La perpetuità, caratteristica principale dell’ergastolo, ha reso questa pena la più discussa e problematica. Essa è un intreccio di antico e moderno nonché una pena, come ha osservato Ferrajoli, qualitativamente diversa dalla pena della reclusione: la perpetuità della pena detentiva, il suo non finire mai, cambia infatti radicalmente la condizione esistenziale del detenuto, il suo rapporto con sé stesso e con gli altri, la sua percezione del mondo, la sua raffigurazione del futuro21.

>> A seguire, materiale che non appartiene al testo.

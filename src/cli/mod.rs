pub mod actions;
pub mod commands;
pub mod dispatch;
pub mod telemetry;

mod start;
pub use self::start::start;
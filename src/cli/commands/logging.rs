use clap::{Arg, Command, builder::ValueParser};

pub const ARG_VERBOSITY: &str = "verbosity";

#[must_use]
pub fn validator_log_level() -> ValueParser {
    ValueParser::from(move |level: &str| -> std::result::Result<u8, String> {
        if let Ok(parsed) = level.parse::<u8>()
            && parsed <= 4
        {
            return Ok(parsed);
        }

        match level.to_lowercase().as_str() {
            "error" => Ok(0),
            "warn" => Ok(1),
            "info" => Ok(2),
            "debug" => Ok(3),
            "trace" => Ok(4),
            _ => Err("invalid log level".to_string()),
        }
    })
}

#[must_use]
pub fn with_args(command: Command) -> Command {
    command.arg(
        Arg::new(ARG_VERBOSITY)
            .short('v')
            .long("verbose")
            .help("Verbosity level: ERROR, WARN, INFO, DEBUG, TRACE (default: ERROR)")
            .env("ICS_LOG_LEVEL")
            .global(true)
            .action(clap::ArgAction::Count)
            .value_parser(validator_log_level()),
    )
}
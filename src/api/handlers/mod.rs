pub mod health;
pub mod mfa;
pub mod principals;
pub mod sessions;
pub(crate) mod utils;

#[cfg(test)]
pub(crate) mod tests_support;
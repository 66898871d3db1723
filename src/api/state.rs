use secrecy::SecretString;
use std::sync::Arc;

use crate::authority::Authority;

/// Shared state for the HTTP layer.
pub struct ApiState {
    authority: Arc<Authority>,
    federation_secret: Option<SecretString>,
    cookie_secure: bool,
}

impl ApiState {
    #[must_use]
    pub fn new(authority: Arc<Authority>) -> Self {
        Self {
            authority,
            federation_secret: None,
            cookie_secure: true,
        }
    }

    /// Shared secret the federation layer presents in `x-ics-federation-key`.
    /// Without one, federated logins over HTTP are refused.
    #[must_use]
    pub fn with_federation_secret(mut self, secret: Option<SecretString>) -> Self {
        self.federation_secret = secret;
        self
    }

    #[must_use]
    pub fn with_cookie_secure(mut self, secure: bool) -> Self {
        self.cookie_secure = secure;
        self
    }

    #[must_use]
    pub fn authority(&self) -> &Authority {
        &self.authority
    }

    #[must_use]
    pub fn federation_secret(&self) -> Option<&SecretString> {
        self.federation_secret.as_ref()
    }

    #[must_use]
    pub fn cookie_secure(&self) -> bool {
        self.cookie_secure
    }
}
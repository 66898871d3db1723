//! Header helpers shared by the handlers: client address, bearer tokens and
//! the session cookie.

use axum::http::{
    HeaderMap, HeaderValue,
    header::{AUTHORIZATION, COOKIE, InvalidHeaderValue},
};
use axum::extract::rejection::JsonRejection;

use crate::authority::{AuthError, AuthResult, Authority, PrincipalId, SessionId};

pub const SESSION_COOKIE_NAME: &str = "ics_session";
pub const APPLICATION_ID_HEADER: &str = "x-ics-application-id";
pub const FEDERATION_KEY_HEADER: &str = "x-ics-federation-key";
pub const IDEMPOTENCY_KEY_HEADER: &str = "idempotency-key";

/// Extract a client IP for rate limiting from common proxy headers.
pub(crate) fn extract_client_ip(headers: &HeaderMap) -> Option<String> {
    let forwarded = headers
        .get("x-forwarded-for")
        .and_then(|value| value.to_str().ok())
        .and_then(|value| value.split(',').next())
        .map(str::trim)
        .filter(|value| !value.is_empty());
    if forwarded.is_some() {
        return forwarded.map(str::to_string);
    }
    headers
        .get("x-real-ip")
        .and_then(|value| value.to_str().ok())
        .map(str::trim)
        .filter(|value| !value.is_empty())
        .map(str::to_string)
}

pub(crate) fn header_str<'a>(headers: &'a HeaderMap, name: &str) -> Option<&'a str> {
    headers
        .get(name)
        .and_then(|value| value.to_str().ok())
        .map(str::trim)
        .filter(|value| !value.is_empty())
}

pub(crate) fn bearer_token(headers: &HeaderMap) -> Option<&str> {
    let value = headers.get(AUTHORIZATION)?.to_str().ok()?.trim();
    let token = value
        .strip_prefix("Bearer ")
        .or_else(|| value.strip_prefix("bearer "))?
        .trim();
    (!token.is_empty()).then_some(token)
}

pub(crate) fn session_cookie(headers: &HeaderMap) -> Option<SessionId> {
    headers
        .get_all(COOKIE)
        .iter()
        .filter_map(|header| header.to_str().ok())
        .flat_map(|value| value.split(';'))
        .filter_map(|pair| pair.trim().split_once('='))
        .find(|(key, _)| key.trim() == SESSION_COOKIE_NAME)
        .and_then(|(_, value)| SessionId::parse(value))
}

pub(crate) fn set_session_cookie(
    session_id: &SessionId,
    max_age_seconds: i64,
    secure: bool,
) -> Result<HeaderValue, InvalidHeaderValue> {
    let mut cookie = format!(
        "{SESSION_COOKIE_NAME}={}; Path=/; HttpOnly; SameSite=Strict; Max-Age={max_age_seconds}",
        session_id.as_str()
    );
    if secure {
        cookie.push_str("; Secure");
    }
    HeaderValue::from_str(&cookie)
}

pub(crate) fn clear_session_cookie(secure: bool) -> Result<HeaderValue, InvalidHeaderValue> {
    let mut cookie = format!("{SESSION_COOKIE_NAME}=; Path=/; HttpOnly; SameSite=Strict; Max-Age=0");
    if secure {
        cookie.push_str("; Secure");
    }
    HeaderValue::from_str(&cookie)
}

/// The caller's session: a bearer access token wins over the cookie.
/// The principal is known only when it came from a validated token.
pub(crate) async fn caller_session(
    authority: &Authority,
    headers: &HeaderMap,
) -> AuthResult<(SessionId, Option<PrincipalId>)> {
    if let Some(token) = bearer_token(headers) {
        let access = authority.validate_access_token(token).await?;
        return Ok((access.session_id, Some(access.principal_id)));
    }
    session_cookie(headers)
        .map(|session_id| (session_id, None))
        .ok_or(AuthError::InvalidCredential)
}

pub(crate) fn payload<T>(payload: Result<axum::Json<T>, JsonRejection>) -> AuthResult<T> {
    payload
        .map(|axum::Json(value)| value)
        .map_err(|rejection| AuthError::InvalidRequest(rejection.body_text()))
}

Fino al 1962, anno nel quale per la prima volta si darà anche agli ergastolani la possibilità di accedere alla liberazione condizionale, era una pena totalmente eliminativa che nasceva con l’intento di escludere per sempre il condannato dalla società per esigenze di prevenzione generale, difesa sociale, retribuzione, neutralizzazione. Rieducazione del condannato ed ergastolo apparivano così in contraddizione. La lettura dell’art 27 comma 3 Cost. che identifica la rieducazione con il reinserimento sociale, era inconciliabile con l’ergastolo in quanto la pena perpetua, privava il detenuto di qualsiasi speranza di reinserirsi nel consorzio sociale ed appariva perciò inadeguata rispetto alla costituzionale finalità rieducativa, oltre che, disumana22. Nel tempo diversi interventi legislativi e giurisprudenziali

21L.Ferrajoli, Ergastolo e diritti fondamentali in <<Dei delitti e delle pene>>, 1992, pag.

79 e ss.

22G. De Francesco, cit. Conseguenze sanzionatorie del reato in <<Trattato teorico pratico>>, Torino, Giappichelli, 2011.